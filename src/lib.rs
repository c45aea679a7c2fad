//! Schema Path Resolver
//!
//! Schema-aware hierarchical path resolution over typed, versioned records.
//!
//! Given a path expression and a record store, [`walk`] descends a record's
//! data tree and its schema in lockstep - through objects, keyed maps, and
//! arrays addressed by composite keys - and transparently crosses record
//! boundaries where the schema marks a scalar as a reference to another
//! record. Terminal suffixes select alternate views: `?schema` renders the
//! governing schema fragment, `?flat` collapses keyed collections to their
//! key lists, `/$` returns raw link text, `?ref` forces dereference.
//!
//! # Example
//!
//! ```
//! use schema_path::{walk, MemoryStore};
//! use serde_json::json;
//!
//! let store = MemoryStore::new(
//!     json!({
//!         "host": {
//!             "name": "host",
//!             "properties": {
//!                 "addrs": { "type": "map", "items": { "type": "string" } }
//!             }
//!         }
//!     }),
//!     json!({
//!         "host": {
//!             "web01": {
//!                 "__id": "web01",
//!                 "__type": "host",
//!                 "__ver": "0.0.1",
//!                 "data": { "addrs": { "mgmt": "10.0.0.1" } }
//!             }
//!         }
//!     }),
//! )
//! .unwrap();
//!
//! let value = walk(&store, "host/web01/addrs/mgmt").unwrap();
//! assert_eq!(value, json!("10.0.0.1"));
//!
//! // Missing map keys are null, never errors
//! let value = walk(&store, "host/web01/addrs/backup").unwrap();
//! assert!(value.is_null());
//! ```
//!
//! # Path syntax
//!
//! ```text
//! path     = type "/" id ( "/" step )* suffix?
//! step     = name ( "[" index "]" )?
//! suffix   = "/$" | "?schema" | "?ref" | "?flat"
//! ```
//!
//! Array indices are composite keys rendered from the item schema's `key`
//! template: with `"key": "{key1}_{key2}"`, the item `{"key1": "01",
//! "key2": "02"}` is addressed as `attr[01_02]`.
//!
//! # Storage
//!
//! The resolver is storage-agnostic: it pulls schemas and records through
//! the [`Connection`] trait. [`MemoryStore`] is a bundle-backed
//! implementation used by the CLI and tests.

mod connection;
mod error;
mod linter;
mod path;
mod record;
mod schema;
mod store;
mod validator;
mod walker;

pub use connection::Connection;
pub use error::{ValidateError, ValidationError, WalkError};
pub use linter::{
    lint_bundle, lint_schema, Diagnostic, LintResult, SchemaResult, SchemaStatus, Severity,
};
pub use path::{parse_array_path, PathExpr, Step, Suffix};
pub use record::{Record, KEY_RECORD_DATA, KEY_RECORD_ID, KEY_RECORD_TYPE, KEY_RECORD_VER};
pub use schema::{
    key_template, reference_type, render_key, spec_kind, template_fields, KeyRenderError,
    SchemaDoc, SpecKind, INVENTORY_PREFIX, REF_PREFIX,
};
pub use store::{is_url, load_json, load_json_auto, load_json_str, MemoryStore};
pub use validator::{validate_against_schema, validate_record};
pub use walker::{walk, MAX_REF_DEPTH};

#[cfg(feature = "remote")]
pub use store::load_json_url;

++++++++++

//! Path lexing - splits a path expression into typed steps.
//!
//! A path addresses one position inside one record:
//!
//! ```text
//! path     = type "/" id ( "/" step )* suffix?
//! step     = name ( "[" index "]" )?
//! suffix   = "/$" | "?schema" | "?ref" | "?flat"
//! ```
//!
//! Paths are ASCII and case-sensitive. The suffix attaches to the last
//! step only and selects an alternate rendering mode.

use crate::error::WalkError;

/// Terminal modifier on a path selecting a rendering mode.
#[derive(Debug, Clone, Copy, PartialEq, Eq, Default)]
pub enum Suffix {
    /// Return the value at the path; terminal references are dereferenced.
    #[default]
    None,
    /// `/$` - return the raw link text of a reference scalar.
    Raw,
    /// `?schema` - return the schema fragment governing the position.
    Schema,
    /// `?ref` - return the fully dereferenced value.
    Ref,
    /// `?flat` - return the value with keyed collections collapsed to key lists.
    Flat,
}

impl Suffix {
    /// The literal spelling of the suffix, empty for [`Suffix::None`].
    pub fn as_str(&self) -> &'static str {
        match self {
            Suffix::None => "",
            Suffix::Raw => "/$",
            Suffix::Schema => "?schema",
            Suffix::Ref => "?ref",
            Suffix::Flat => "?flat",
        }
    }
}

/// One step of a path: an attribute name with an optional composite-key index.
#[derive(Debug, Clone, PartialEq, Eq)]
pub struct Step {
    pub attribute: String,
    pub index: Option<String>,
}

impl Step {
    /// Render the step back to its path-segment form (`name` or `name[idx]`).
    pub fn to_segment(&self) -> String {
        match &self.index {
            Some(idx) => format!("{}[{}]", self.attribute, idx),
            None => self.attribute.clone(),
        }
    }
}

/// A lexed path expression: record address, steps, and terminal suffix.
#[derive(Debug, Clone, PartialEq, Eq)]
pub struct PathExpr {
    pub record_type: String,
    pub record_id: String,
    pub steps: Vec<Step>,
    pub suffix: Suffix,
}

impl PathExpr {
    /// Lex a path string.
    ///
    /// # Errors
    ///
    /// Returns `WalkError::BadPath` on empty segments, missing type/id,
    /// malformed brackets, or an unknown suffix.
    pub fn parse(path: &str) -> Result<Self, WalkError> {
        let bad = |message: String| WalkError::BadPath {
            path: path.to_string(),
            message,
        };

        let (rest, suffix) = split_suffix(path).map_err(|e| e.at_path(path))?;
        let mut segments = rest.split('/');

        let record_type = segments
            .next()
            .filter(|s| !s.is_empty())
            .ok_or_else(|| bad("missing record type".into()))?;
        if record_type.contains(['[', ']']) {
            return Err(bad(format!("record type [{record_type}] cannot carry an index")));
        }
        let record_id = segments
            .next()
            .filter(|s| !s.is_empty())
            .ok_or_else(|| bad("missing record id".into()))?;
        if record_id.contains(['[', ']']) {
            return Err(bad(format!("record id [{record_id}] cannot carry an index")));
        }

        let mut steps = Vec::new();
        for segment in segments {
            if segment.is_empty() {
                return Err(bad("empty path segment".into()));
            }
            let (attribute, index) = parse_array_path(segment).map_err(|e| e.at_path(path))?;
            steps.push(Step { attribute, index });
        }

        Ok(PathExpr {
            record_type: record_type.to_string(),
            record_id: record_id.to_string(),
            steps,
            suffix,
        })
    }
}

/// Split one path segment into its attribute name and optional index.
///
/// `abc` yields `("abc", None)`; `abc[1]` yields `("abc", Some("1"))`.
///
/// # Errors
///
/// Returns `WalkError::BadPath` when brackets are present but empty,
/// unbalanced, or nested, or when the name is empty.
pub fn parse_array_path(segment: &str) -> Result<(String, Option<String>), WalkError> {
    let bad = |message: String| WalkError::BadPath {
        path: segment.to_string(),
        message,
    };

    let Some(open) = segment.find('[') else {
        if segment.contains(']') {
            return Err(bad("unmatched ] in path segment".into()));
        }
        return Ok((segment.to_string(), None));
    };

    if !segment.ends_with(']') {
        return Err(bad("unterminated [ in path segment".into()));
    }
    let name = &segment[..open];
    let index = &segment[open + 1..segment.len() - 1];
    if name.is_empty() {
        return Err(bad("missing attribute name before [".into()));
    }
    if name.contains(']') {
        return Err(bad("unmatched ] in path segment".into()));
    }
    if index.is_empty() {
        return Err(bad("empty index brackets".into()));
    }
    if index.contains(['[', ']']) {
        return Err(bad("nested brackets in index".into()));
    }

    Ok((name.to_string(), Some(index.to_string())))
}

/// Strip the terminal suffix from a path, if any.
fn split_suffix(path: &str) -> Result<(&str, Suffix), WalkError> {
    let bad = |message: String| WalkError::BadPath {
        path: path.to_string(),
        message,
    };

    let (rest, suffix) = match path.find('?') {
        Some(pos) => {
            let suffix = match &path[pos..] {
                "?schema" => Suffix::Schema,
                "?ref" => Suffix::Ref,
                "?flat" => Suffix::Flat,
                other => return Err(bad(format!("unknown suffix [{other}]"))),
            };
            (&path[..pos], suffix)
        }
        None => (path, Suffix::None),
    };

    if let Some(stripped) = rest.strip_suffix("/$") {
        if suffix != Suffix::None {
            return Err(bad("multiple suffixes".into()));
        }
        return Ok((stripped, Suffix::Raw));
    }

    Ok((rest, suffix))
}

++++++++++

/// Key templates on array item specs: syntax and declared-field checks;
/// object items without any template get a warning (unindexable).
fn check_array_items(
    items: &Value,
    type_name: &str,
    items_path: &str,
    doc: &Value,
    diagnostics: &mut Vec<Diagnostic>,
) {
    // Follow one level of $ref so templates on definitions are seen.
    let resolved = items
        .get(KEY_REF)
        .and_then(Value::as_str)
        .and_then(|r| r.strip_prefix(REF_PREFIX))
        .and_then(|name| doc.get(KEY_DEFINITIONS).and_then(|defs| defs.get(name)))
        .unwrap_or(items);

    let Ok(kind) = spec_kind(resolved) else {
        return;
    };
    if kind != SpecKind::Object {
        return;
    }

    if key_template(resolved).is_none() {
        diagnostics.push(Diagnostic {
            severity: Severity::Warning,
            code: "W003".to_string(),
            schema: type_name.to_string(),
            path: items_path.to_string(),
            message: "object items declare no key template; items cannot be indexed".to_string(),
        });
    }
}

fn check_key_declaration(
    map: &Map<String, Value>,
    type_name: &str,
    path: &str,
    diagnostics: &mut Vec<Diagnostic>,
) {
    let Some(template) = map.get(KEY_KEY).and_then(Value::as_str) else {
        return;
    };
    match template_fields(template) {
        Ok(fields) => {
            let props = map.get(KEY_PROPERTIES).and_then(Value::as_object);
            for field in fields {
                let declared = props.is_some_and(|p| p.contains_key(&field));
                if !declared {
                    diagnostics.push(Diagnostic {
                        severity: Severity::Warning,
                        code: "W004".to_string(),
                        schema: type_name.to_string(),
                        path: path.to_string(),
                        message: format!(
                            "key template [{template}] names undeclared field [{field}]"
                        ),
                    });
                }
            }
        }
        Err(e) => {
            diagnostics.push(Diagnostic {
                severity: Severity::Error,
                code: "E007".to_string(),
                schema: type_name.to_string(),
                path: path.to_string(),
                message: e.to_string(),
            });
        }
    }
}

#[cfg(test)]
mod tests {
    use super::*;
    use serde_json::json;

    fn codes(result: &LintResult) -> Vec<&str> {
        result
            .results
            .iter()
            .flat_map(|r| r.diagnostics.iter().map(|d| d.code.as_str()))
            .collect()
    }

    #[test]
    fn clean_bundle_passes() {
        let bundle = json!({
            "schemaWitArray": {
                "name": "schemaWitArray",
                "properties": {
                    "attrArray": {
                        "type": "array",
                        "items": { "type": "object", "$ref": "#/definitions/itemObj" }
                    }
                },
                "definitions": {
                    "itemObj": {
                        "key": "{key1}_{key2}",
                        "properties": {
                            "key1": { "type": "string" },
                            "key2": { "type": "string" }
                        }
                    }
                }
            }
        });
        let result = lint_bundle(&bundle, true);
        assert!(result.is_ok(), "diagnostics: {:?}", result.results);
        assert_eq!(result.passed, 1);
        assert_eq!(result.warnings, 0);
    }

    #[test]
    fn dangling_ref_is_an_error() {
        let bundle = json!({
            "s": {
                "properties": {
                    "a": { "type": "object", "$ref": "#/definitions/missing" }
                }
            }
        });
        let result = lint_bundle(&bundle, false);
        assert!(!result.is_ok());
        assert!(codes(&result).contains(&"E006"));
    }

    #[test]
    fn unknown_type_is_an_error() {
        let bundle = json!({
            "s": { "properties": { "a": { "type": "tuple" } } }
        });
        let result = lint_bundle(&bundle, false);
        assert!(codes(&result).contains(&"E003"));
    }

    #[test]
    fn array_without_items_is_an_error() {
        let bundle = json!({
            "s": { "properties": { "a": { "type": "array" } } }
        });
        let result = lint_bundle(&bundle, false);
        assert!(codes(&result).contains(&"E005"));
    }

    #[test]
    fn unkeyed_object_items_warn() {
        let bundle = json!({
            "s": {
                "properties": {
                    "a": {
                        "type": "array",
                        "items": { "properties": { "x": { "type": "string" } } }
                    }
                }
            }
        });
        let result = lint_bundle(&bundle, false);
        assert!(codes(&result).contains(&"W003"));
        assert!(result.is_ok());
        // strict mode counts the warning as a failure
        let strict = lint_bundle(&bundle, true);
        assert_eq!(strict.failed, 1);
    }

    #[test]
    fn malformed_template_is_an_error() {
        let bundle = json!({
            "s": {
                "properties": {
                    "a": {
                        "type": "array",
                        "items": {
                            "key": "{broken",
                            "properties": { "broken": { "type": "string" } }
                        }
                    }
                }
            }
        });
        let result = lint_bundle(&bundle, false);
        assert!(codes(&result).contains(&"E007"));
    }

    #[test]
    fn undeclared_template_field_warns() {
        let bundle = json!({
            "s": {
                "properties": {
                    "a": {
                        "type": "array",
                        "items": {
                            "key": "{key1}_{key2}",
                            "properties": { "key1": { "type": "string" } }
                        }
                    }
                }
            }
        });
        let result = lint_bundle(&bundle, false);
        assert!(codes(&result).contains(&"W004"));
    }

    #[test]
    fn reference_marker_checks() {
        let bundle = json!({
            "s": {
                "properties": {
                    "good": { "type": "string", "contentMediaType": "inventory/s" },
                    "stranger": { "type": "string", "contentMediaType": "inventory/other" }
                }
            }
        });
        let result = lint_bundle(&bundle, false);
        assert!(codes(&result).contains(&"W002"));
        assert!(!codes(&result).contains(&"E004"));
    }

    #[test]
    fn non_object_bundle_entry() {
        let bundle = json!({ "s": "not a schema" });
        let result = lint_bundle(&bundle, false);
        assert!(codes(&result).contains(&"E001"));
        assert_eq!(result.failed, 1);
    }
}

++++++++++

Using the listing above, return word for word each line from the one that has "filename src/lib.rs" through the one that has "keyed maps, and", and no line outside that range.

> [Result of the task]:
filename src/lib.rs
repository c45aea679a7c2fad
//! Schema Path Resolver
//!
//! Schema-aware hierarchical path resolution over typed, versioned records.
//!
//! Given a path expression and a record store, [`walk`] descends a record's
//! data tree and its schema in lockstep - through objects, keyed maps, and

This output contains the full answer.